I'll speak on behalf of my site. I don't want to generalize museums across the country, but I'm quite certain there are a number that are going to echo this.
I'm the sole researcher on my site. I am also the director-curator, and I do whatever else I need to do. However, on a lot of the smaller sites, we rely on those wonderful student programs and human resource programs where we hire students every year. On a lot of sites, a lot of the core research is being done by these kids. Some of them are very good and some of them are not so good.
It's an issue that brings about the fact that curators on smaller sites don't have the luxury of time to devote to actually doing the job. It becomes something that we don't do firsthand because we're looking for funding, we're worried about watching the contractor who's fixing the roof because we're now liable for that, or we're doing things like that. It's a big issue.

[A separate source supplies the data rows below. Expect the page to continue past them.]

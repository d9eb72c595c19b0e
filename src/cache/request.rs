//! Single-flight object cache scoped to one inbound request

use crate::cache::key::CacheKey;
use crate::cache::loader::ObjectLoader;
use crate::error::{LabError, LabResult};
use futures_util::future::{self, BoxFuture, FutureExt, Shared};
use std::collections::HashMap;
use std::future::Future;
use std::sync::{Arc, Mutex, MutexGuard, PoisonError};
use tracing::debug;

/// Outcome of one load, shared by every caller that asks for the same key
type SharedLoad<T> = Shared<BoxFuture<'static, Result<Arc<T>, Arc<LabError>>>>;

/// Per-request cache of backing objects
///
/// A new cache is created for every inbound request and dropped with it, so
/// there is no eviction. The map lock is only held for the check-and-insert;
/// the loader itself runs when the returned future is awaited.
pub struct RequestCache<L: ObjectLoader> {
    loader: Arc<L>,
    entries: Mutex<HashMap<CacheKey, SharedLoad<L::Object>>>,
}

impl<L: ObjectLoader> RequestCache<L> {
    /// Create an empty cache backed by `loader`
    pub fn new(loader: Arc<L>) -> Self {
        Self {
            loader,
            entries: Mutex::new(HashMap::new()),
        }
    }

    /// Install an already constructed object for `key`
    ///
    /// Overwrites any existing entry. Loads already in flight for the key
    /// keep their own result; only later lookups observe the primed value.
    pub fn prime(&self, key: CacheKey, object: L::Object) {
        let ready: BoxFuture<'static, Result<Arc<L::Object>, Arc<LabError>>> =
            future::ready(Ok(Arc::new(object))).boxed();
        debug!("Priming request cache for {}", key);
        self.entries().insert(key, ready.shared());
    }

    /// Get the object for `key`, loading it at most once per cache
    ///
    /// The lookup happens when this method is called; the loader runs when
    /// the returned future is first polled. Failures are cached as well, so
    /// every caller in the same request sees the same error.
    pub fn load(
        &self,
        key: &CacheKey,
    ) -> impl Future<Output = LabResult<Arc<L::Object>>> + Send + 'static {
        let shared = self.entry(key);
        async move { shared.await.map_err(LabError::Cached) }
    }

    /// Whether an entry (pending or resolved) exists for `key`
    pub fn contains(&self, key: &CacheKey) -> bool {
        self.entries().contains_key(key)
    }

    /// Number of entries in the cache
    pub fn len(&self) -> usize {
        self.entries().len()
    }

    /// Whether the cache has no entries
    pub fn is_empty(&self) -> bool {
        self.entries().is_empty()
    }

    fn entry(&self, key: &CacheKey) -> SharedLoad<L::Object> {
        let mut entries = self.entries();
        if let Some(existing) = entries.get(key) {
            debug!("Request cache hit for {}", key);
            return existing.clone();
        }

        debug!("Request cache miss for {}", key);
        let loader = Arc::clone(&self.loader);
        let owned_key = key.clone();
        let pending: BoxFuture<'static, _> = async move {
            loader
                .load(&owned_key)
                .await
                .map(Arc::new)
                .map_err(Arc::new)
        }
        .boxed();

        let shared = pending.shared();
        entries.insert(key.clone(), shared.clone());
        shared
    }

    fn entries(&self) -> MutexGuard<'_, HashMap<CacheKey, SharedLoad<L::Object>>> {
        // The map is never left half-updated, so a poisoned lock is still usable
        self.entries.lock().unwrap_or_else(PoisonError::into_inner)
    }
}

#[cfg(test)]
mod tests {
    use super::*;
    use crate::error::ErrorKind;
    use async_trait::async_trait;
    use std::sync::atomic::{AtomicUsize, Ordering};

    struct CountingLoader {
        calls: AtomicUsize,
        fail: bool,
    }

    impl CountingLoader {
        fn new() -> Arc<Self> {
            Arc::new(Self {
                calls: AtomicUsize::new(0),
                fail: false,
            })
        }

        fn failing() -> Arc<Self> {
            Arc::new(Self {
                calls: AtomicUsize::new(0),
                fail: true,
            })
        }

        fn calls(&self) -> usize {
            self.calls.load(Ordering::SeqCst)
        }
    }

    #[async_trait]
    impl ObjectLoader for CountingLoader {
        type Object = String;

        async fn load(&self, key: &CacheKey) -> LabResult<String> {
            self.calls.fetch_add(1, Ordering::SeqCst);
            tokio::task::yield_now().await;
            if self.fail {
                Err(LabError::LabBookNotFound(key.to_string()))
            } else {
                Ok(format!("loaded:{}", key.name()))
            }
        }
    }

    fn key(name: &str) -> CacheKey {
        CacheKey::new("alice", "alice", name)
    }

    #[tokio::test]
    async fn concurrent_loads_share_one_loader_call() {
        let loader = CountingLoader::new();
        let cache = RequestCache::new(Arc::clone(&loader));

        let (a, b) = futures_util::join!(cache.load(&key("demo")), cache.load(&key("demo")));

        assert_eq!(a.unwrap().as_str(), "loaded:demo");
        assert_eq!(b.unwrap().as_str(), "loaded:demo");
        assert_eq!(loader.calls(), 1);
    }

    #[tokio::test(flavor = "multi_thread", worker_threads = 4)]
    async fn loads_across_tasks_are_single_flight() {
        let loader = CountingLoader::new();
        let cache = Arc::new(RequestCache::new(Arc::clone(&loader)));

        let handles: Vec<_> = (0..16)
            .map(|_| {
                let cache = Arc::clone(&cache);
                tokio::spawn(async move { cache.load(&key("demo")).await })
            })
            .collect();

        for handle in handles {
            let value = handle.await.unwrap().unwrap();
            assert_eq!(value.as_str(), "loaded:demo");
        }
        assert_eq!(loader.calls(), 1);
    }

    #[tokio::test]
    async fn distinct_keys_load_separately() {
        let loader = CountingLoader::new();
        let cache = RequestCache::new(Arc::clone(&loader));

        cache.load(&key("one")).await.unwrap();
        cache.load(&key("two")).await.unwrap();
        cache.load(&key("one")).await.unwrap();

        assert_eq!(loader.calls(), 2);
        assert_eq!(cache.len(), 2);
    }

    #[tokio::test]
    async fn primed_value_skips_loader() {
        let loader = CountingLoader::new();
        let cache = RequestCache::new(Arc::clone(&loader));

        cache.prime(key("demo"), "primed".to_string());
        let value = cache.load(&key("demo")).await.unwrap();

        assert_eq!(value.as_str(), "primed");
        assert_eq!(loader.calls(), 0);
    }

    #[tokio::test]
    async fn prime_overwrites_resolved_entry() {
        let loader = CountingLoader::new();
        let cache = RequestCache::new(Arc::clone(&loader));

        cache.load(&key("demo")).await.unwrap();
        cache.prime(key("demo"), "updated".to_string());

        let value = cache.load(&key("demo")).await.unwrap();
        assert_eq!(value.as_str(), "updated");
        assert_eq!(loader.calls(), 1);
    }

    #[tokio::test]
    async fn prime_does_not_affect_load_in_flight() {
        let loader = CountingLoader::new();
        let cache = RequestCache::new(Arc::clone(&loader));

        let in_flight = cache.load(&key("demo"));
        cache.prime(key("demo"), "primed".to_string());

        assert_eq!(in_flight.await.unwrap().as_str(), "loaded:demo");
        assert_eq!(cache.load(&key("demo")).await.unwrap().as_str(), "primed");
    }

    #[tokio::test]
    async fn failures_are_cached() {
        let loader = CountingLoader::failing();
        let cache = RequestCache::new(Arc::clone(&loader));

        let first = cache.load(&key("broken")).await.unwrap_err();
        let second = cache.load(&key("broken")).await.unwrap_err();

        assert_eq!(loader.calls(), 1);
        assert_eq!(first.kind(), ErrorKind::NotFound);
        match (first, second) {
            (LabError::Cached(a), LabError::Cached(b)) => assert!(Arc::ptr_eq(&a, &b)),
            other => panic!("expected cached errors, got {:?}", other),
        }
    }

    #[test]
    fn new_cache_is_empty() {
        let cache = RequestCache::new(CountingLoader::new());
        assert!(cache.is_empty());
        assert!(!cache.contains(&key("demo")));
    }
}
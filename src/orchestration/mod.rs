//! Orchestration module for container runtimes
//!
//! Provides read-only probes of local images and containers:
//! - Podman (default)
//! - Docker

mod cli_runtime;
mod factory;
mod runtime;

pub use cli_runtime::CliRuntime;
pub use factory::{create_runtime, create_runtime_for};
pub use runtime::{ContainerRuntime, ContainerState};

You brought up the tourism issue, and we talked about this last summer in Timmins. Whenever you talk about using heritage to stimulate economic development, it has a role; however, I find that the big discussion is on tourism. How are we going to get all of these other people to come to our sites, without actually looking at the fact that museums service their communities first, not the tourists? Yes, tourists come and visit, and it's wonderful. We all welcome them to our doors, and we'll never turn them away. But we have a responsibility to our people as well, and that doesn't always happen.
A lot of the discussion then becomes not about the importance of the museum and the heritage of the community but about how we're going to get some bucks out of this to support something else. The issue is always skirted. It happens on smaller sites. I'm not going to say it happens everywhere, but it certainly happens on a number of smaller sites.